Stephen Potts (born 1957) is a British author of children’s books, particularly historical adventure novels set at sea.

Potts was born in Norwich, England, to an English father then serving in the Royal Navy, and an Irish mother. He started school in northern Scotland, and continued in various parts of England, before entering Corpus Christi College, Cambridge, to study medical sciences. He subsequently transferred to Magdalen College, Oxford, to study clinical medicine, and while there rowed for Oxford University (Isis) in the 1981 Boat Race.

He continued medical studies in the United States, before returning to London and then Edinburgh to specialise in psychiatry. He works part-time as a Consultant in Liaison Psychiatry in Edinburgh Royal Infirmary, mainly in the emergency department and kidney, liver and pancreas transplant services.
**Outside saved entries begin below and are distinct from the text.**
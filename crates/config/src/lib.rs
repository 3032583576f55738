//! Configuration loading, validation, and management for PersonaX.
//!
//! Loads configuration from `~/.personax/config.toml` with environment
//! variable overrides. Validates all settings at startup.

use personax_core::SamplingParams;
use serde::{Deserialize, Serialize};
use std::path::{Path, PathBuf};

/// The root configuration structure.
///
/// Maps directly to `~/.personax/config.toml`.
#[derive(Clone, Serialize, Deserialize)]
pub struct AppConfig {
    /// API key for the OpenAI-compatible endpoint
    #[serde(default, skip_serializing_if = "Option::is_none")]
    pub api_key: Option<String>,

    /// Base URL of the OpenAI-compatible endpoint
    #[serde(default = "default_base_url")]
    pub base_url: String,

    /// Model used for completions
    #[serde(default = "default_model")]
    pub model: String,

    /// Max tokens per model turn (unset = provider default)
    #[serde(default, skip_serializing_if = "Option::is_none")]
    pub max_tokens: Option<u32>,

    /// HTTP timeout for a single provider request
    #[serde(default = "default_request_timeout_secs")]
    pub request_timeout_secs: u64,

    #[serde(default)]
    pub sampling: SamplingConfig,

    #[serde(default)]
    pub engine: EngineConfig,

    #[serde(default)]
    pub persona: PersonaConfig,

    #[serde(default)]
    pub services: ServicesConfig,
}

fn default_base_url() -> String {
    "https://api.openai.com/v1".into()
}
fn default_model() -> String {
    "gpt-4o-mini".into()
}
fn default_request_timeout_secs() -> u64 {
    120
}

/// Redact a secret string for Debug output.
fn redact(s: &Option<String>) -> &'static str {
    match s {
        Some(_) => "[REDACTED]",
        None => "None",
    }
}

impl std::fmt::Debug for AppConfig {
    fn fmt(&self, f: &mut std::fmt::Formatter<'_>) -> std::fmt::Result {
        f.debug_struct("AppConfig")
            .field("api_key", &redact(&self.api_key))
            .field("base_url", &self.base_url)
            .field("model", &self.model)
            .field("max_tokens", &self.max_tokens)
            .field("request_timeout_secs", &self.request_timeout_secs)
            .field("sampling", &self.sampling)
            .field("engine", &self.engine)
            .field("persona", &self.persona)
            .field("services", &self.services)
            .finish()
    }
}

/// Sampling parameters. Unset values are not sent to the provider.
#[derive(Debug, Clone, Copy, Default, PartialEq, Serialize, Deserialize)]
pub struct SamplingConfig {
    #[serde(default, skip_serializing_if = "Option::is_none")]
    pub temperature: Option<f32>,
    #[serde(default, skip_serializing_if = "Option::is_none")]
    pub top_p: Option<f32>,
    #[serde(default, skip_serializing_if = "Option::is_none")]
    pub presence_penalty: Option<f32>,
    #[serde(default, skip_serializing_if = "Option::is_none")]
    pub frequency_penalty: Option<f32>,
}

impl SamplingConfig {
    pub fn to_params(&self) -> SamplingParams {
        SamplingParams {
            temperature: self.temperature,
            top_p: self.top_p,
            presence_penalty: self.presence_penalty,
            frequency_penalty: self.frequency_penalty,
        }
    }
}

#[derive(Debug, Clone, Serialize, Deserialize)]
pub struct EngineConfig {
    /// Model turns allowed per completion before giving up
    #[serde(default = "default_max_iterations")]
    pub max_iterations: u32,

    /// Same-turn tool calls executed at once (1 = sequential)
    #[serde(default = "default_tool_concurrency")]
    pub tool_concurrency: usize,
}

fn default_max_iterations() -> u32 {
    25
}
fn default_tool_concurrency() -> usize {
    1
}

impl Default for EngineConfig {
    fn default() -> Self {
        Self {
            max_iterations: default_max_iterations(),
            tool_concurrency: default_tool_concurrency(),
        }
    }
}

#[derive(Debug, Clone, Serialize, Deserialize)]
pub struct PersonaConfig {
    #[serde(default = "default_persona_name")]
    pub name: String,

    #[serde(default, skip_serializing_if = "Option::is_none")]
    pub version: Option<String>,

    #[serde(default, skip_serializing_if = "Option::is_none")]
    pub scenario: Option<String>,

    #[serde(default = "default_system_prompt")]
    pub system_prompt: String,
}

fn default_persona_name() -> String {
    "personax".into()
}
fn default_system_prompt() -> String {
    "You are a helpful assistant.".into()
}

impl Default for PersonaConfig {
    fn default() -> Self {
        Self {
            name: default_persona_name(),
            version: None,
            scenario: None,
            system_prompt: default_system_prompt(),
        }
    }
}

/// External REST services used by tools.
#[derive(Debug, Clone, Default, Serialize, Deserialize)]
pub struct ServicesConfig {
    #[serde(default)]
    pub amap_weather: AmapWeatherConfig,
}

#[derive(Clone, Serialize, Deserialize)]
pub struct AmapWeatherConfig {
    /// Amap web-service key. The weather tool is disabled without it.
    #[serde(default, skip_serializing_if = "Option::is_none")]
    pub key: Option<String>,

    #[serde(default = "default_amap_timeout_secs")]
    pub timeout_secs: u64,

    #[serde(default = "default_amap_max_retries")]
    pub max_retries: u32,

    #[serde(default = "default_amap_retry_wait_ms")]
    pub retry_wait_ms: u64,
}

fn default_amap_timeout_secs() -> u64 {
    5
}
fn default_amap_max_retries() -> u32 {
    3
}
fn default_amap_retry_wait_ms() -> u64 {
    2000
}

impl Default for AmapWeatherConfig {
    fn default() -> Self {
        Self {
            key: None,
            timeout_secs: default_amap_timeout_secs(),
            max_retries: default_amap_max_retries(),
            retry_wait_ms: default_amap_retry_wait_ms(),
        }
    }
}

impl std::fmt::Debug for AmapWeatherConfig {
    fn fmt(&self, f: &mut std::fmt::Formatter<'_>) -> std::fmt::Result {
        f.debug_struct("AmapWeatherConfig")
            .field("key", &redact(&self.key))
            .field("timeout_secs", &self.timeout_secs)
            .field("max_retries", &self.max_retries)
            .field("retry_wait_ms", &self.retry_wait_ms)
            .finish()
    }
}

impl AppConfig {
    /// Load configuration from the default path (~/.personax/config.toml).
    ///
    /// Environment variables win over the file:
    /// - `PERSONAX_API_KEY`, then `OPENAI_API_KEY`
    /// - `PERSONAX_MODEL`
    /// - `PERSONAX_BASE_URL`
    /// - `AMAP_WEATHER_KEY`
    pub fn load() -> Result<Self, ConfigError> {
        let config_path = Self::config_path();
        let mut config = Self::load_from(&config_path)?;
        config.apply_env(|name| std::env::var(name).ok());
        config.validate()?;
        Ok(config)
    }

    /// Load configuration from a specific file path.
    pub fn load_from(path: &Path) -> Result<Self, ConfigError> {
        if !path.exists() {
            tracing::info!("No config file found at {}, using defaults", path.display());
            return Ok(Self::default());
        }

        let content = std::fs::read_to_string(path).map_err(|e| ConfigError::ReadError {
            path: path.to_path_buf(),
            reason: e.to_string(),
        })?;

        let config: Self = toml::from_str(&content).map_err(|e| ConfigError::ParseError {
            path: path.to_path_buf(),
            reason: e.to_string(),
        })?;

        config.validate()?;
        Ok(config)
    }

    /// Apply environment overrides through `lookup`.
    pub fn apply_env<F>(&mut self, lookup: F)
    where
        F: Fn(&str) -> Option<String>,
    {
        if let Some(key) = lookup("PERSONAX_API_KEY").or_else(|| lookup("OPENAI_API_KEY")) {
            self.api_key = Some(key);
        }
        if let Some(model) = lookup("PERSONAX_MODEL") {
            self.model = model;
        }
        if let Some(url) = lookup("PERSONAX_BASE_URL") {
            self.base_url = url;
        }
        if let Some(key) = lookup("AMAP_WEATHER_KEY") {
            self.services.amap_weather.key = Some(key);
        }
    }

    /// Get the configuration directory path.
    pub fn config_dir() -> PathBuf {
        dirs_home().join(".personax")
    }

    pub fn config_path() -> PathBuf {
        Self::config_dir().join("config.toml")
    }

    /// Validate the configuration.
    pub fn validate(&self) -> Result<(), ConfigError> {
        if let Some(t) = self.sampling.temperature {
            if !(0.0..=2.0).contains(&t) {
                return Err(ConfigError::ValidationError(
                    "sampling.temperature must be between 0.0 and 2.0".into(),
                ));
            }
        }

        if let Some(p) = self.sampling.top_p {
            if p <= 0.0 || p > 1.0 {
                return Err(ConfigError::ValidationError(
                    "sampling.top_p must be in (0.0, 1.0]".into(),
                ));
            }
        }

        if self.engine.max_iterations == 0 {
            return Err(ConfigError::ValidationError(
                "engine.max_iterations must be at least 1".into(),
            ));
        }

        if self.engine.tool_concurrency == 0 {
            return Err(ConfigError::ValidationError(
                "engine.tool_concurrency must be at least 1".into(),
            ));
        }

        if self.persona.name.trim().is_empty() {
            return Err(ConfigError::ValidationError("persona.name must not be empty".into()));
        }

        Ok(())
    }

    /// Check if an API key is available (from config or environment).
    pub fn has_api_key(&self) -> bool {
        self.api_key.is_some()
    }

    /// Generate a default config TOML string (for `config --init`).
    pub fn default_toml() -> String {
        let config = Self::default();
        toml::to_string_pretty(&config).unwrap_or_default()
    }
}

impl Default for AppConfig {
    fn default() -> Self {
        Self {
            api_key: None,
            base_url: default_base_url(),
            model: default_model(),
            max_tokens: None,
            request_timeout_secs: default_request_timeout_secs(),
            sampling: SamplingConfig::default(),
            engine: EngineConfig::default(),
            persona: PersonaConfig::default(),
            services: ServicesConfig::default(),
        }
    }
}

/// Get the user's home directory.
fn dirs_home() -> PathBuf {
    #[cfg(target_os = "windows")]
    {
        std::env::var("USERPROFILE")
            .map(PathBuf::from)
            .unwrap_or_else(|_| PathBuf::from("C:\\Users\\Default"))
    }
    #[cfg(not(target_os = "windows"))]
    {
        std::env::var("HOME")
            .map(PathBuf::from)
            .unwrap_or_else(|_| PathBuf::from("/tmp"))
    }
}

/// Configuration errors.
#[derive(Debug, thiserror::Error)]
pub enum ConfigError {
    #[error("Failed to read config file at {path}: {reason}")]
    ReadError { path: PathBuf, reason: String },

    #[error("Failed to parse config file at {path}: {reason}")]
    ParseError { path: PathBuf, reason: String },

    #[error("Configuration validation failed: {0}")]
    ValidationError(String),
}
He took up writing for children in the 1990s, beginning with a loosely connected trilogy collectively known as The Running Tide. The three books cover the period from the mid 19th century to the present day, and are variously set in Britain, Greenland and the Aleutian islands. Described as “good, old-fashioned tales of courage and adventure” (Observer, 2001) they pit child protagonists against the dangers of the ocean and the polar ice, as well as malevolent adults.

His most recent book, Abigail’s Gift, tells intertwined stories of a Highland lass at the time of the Clearances, and a modern schoolgirl troubled by bullying and an overactive imagination.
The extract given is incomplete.